# What this task involves
As the answer, give a copy of each line below that includes the word "scans".

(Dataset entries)
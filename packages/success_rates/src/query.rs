//! SQL generation for the success-rates aggregate.
//!
//! For two file sources and a bucket size of 50 the generated query is:
//!
//! ```sql
//! SELECT
//!     vehicle_type,
//!     AVG(CASE WHEN distance BETWEEN 1 AND 50 THEN detection::INT END) AS from1to50,
//!     AVG(CASE WHEN distance BETWEEN 51 AND 100 THEN detection::INT END) AS from51to100
//! FROM (
//!     SELECT * FROM 'a.parquet'
//!     UNION ALL
//!     SELECT * FROM 'b.parquet'
//! ) AS detections
//! GROUP BY vehicle_type;
//! ```
//!
//! Identifiers are never spliced in raw: file paths become string literals
//! and table names become quoted identifiers.

use success_rates_models::{Bucket, VEHICLE_TYPE_COLUMN};

use crate::Sources;

/// Alias of the unioned row set.
const UNION_ALIAS: &str = "detections";

/// Builds the aggregate query over `sources`, with one average column per
/// bucket.
#[must_use]
pub fn build_query(sources: &Sources<'_>, buckets: &[Bucket]) -> String {
    let mut columns = Vec::with_capacity(buckets.len() + 1);
    columns.push(VEHICLE_TYPE_COLUMN.to_string());
    columns.extend(buckets.iter().map(bucket_average));

    let scans: Vec<String> = match sources {
        Sources::Files(paths) => paths
            .iter()
            .map(|path| format!("SELECT * FROM {}", quote_literal(&path.to_string_lossy())))
            .collect(),
        Sources::Tables { names, .. } => names
            .iter()
            .map(|name| format!("SELECT * FROM {}", quote_qualified_identifier(name)))
            .collect(),
    };

    format!(
        "SELECT\n    {}\nFROM (\n    {}\n) AS {UNION_ALIAS}\nGROUP BY {VEHICLE_TYPE_COLUMN};",
        columns.join(",\n    "),
        scans.join("\n    UNION ALL\n    "),
    )
}

/// Average of the detection flag over rows inside `bucket`. Rows outside
/// the bucket produce `NULL` and are skipped by `AVG`.
fn bucket_average(bucket: &Bucket) -> String {
    format!(
        "AVG(CASE WHEN distance BETWEEN {} AND {} THEN detection::INT END) AS {}",
        bucket.start,
        bucket.end,
        bucket.column_name()
    )
}

/// Quotes `value` as a SQL string literal.
fn quote_literal(value: &str) -> String {
    format!("'{}'", value.replace('\'', "''"))
}

/// Quotes `name` as an identifier, one part per `.`-separated segment.
///
/// Dots are never part of a name: `a.b` is table `b` in schema `a`, and a
/// table literally called `a.b` has no spelling that reaches it.
fn quote_qualified_identifier(name: &str) -> String {
    name.split('.')
        .map(|part| format!("\"{}\"", part.replace('"', "\"\"")))
        .collect::<Vec<_>>()
        .join(".")
}

#[cfg(test)]
mod tests {
    use std::path::PathBuf;

    use success_rates_models::{MAX_DISTANCE, partition};

    use super::*;

    #[test]
    fn builds_file_query() {
        let sources = Sources::Files(vec![PathBuf::from("a.parquet"), PathBuf::from("b.parquet")]);
        let buckets = partition(50, MAX_DISTANCE).unwrap();

        assert_eq!(
            build_query(&sources, &buckets),
            "SELECT
    vehicle_type,
    AVG(CASE WHEN distance BETWEEN 1 AND 50 THEN detection::INT END) AS from1to50,
    AVG(CASE WHEN distance BETWEEN 51 AND 100 THEN detection::INT END) AS from51to100
FROM (
    SELECT * FROM 'a.parquet'
    UNION ALL
    SELECT * FROM 'b.parquet'
) AS detections
GROUP BY vehicle_type;"
        );
    }

    #[test]
    fn one_average_per_bucket() {
        let sources = Sources::Files(vec![PathBuf::from("runs.csv")]);
        let buckets = partition(30, MAX_DISTANCE).unwrap();
        let query = build_query(&sources, &buckets);

        assert_eq!(query.matches("AVG(").count(), 4);
        assert!(query.contains("BETWEEN 91 AND 100 THEN detection::INT END) AS from91to100"));
        assert!(!query.contains("UNION ALL"));
    }

    #[test]
    fn escapes_file_paths() {
        assert_eq!(quote_literal("it's.csv"), "'it''s.csv'");
        assert_eq!(
            quote_literal("x'; DROP TABLE t; --"),
            "'x''; DROP TABLE t; --'"
        );
    }

    #[test]
    fn quotes_table_names() {
        assert_eq!(quote_qualified_identifier("interview_table"), "\"interview_table\"");
        assert_eq!(quote_qualified_identifier("fleet.detections"), "\"fleet\".\"detections\"");
        assert_eq!(quote_qualified_identifier("odd\"name"), "\"odd\"\"name\"");
    }

    #[test]
    fn dots_always_separate_qualifiers() {
        assert_eq!(
            quote_qualified_identifier("memory.fleet.detections"),
            "\"memory\".\"fleet\".\"detections\""
        );
        assert_eq!(quote_qualified_identifier("\"a.b\""), "\"\"\"a\".\"b\"\"\"");
    }
}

# Answer space
    let scans: Vec<String> = match sources {
        scans.join("\n    UNION ALL\n    "),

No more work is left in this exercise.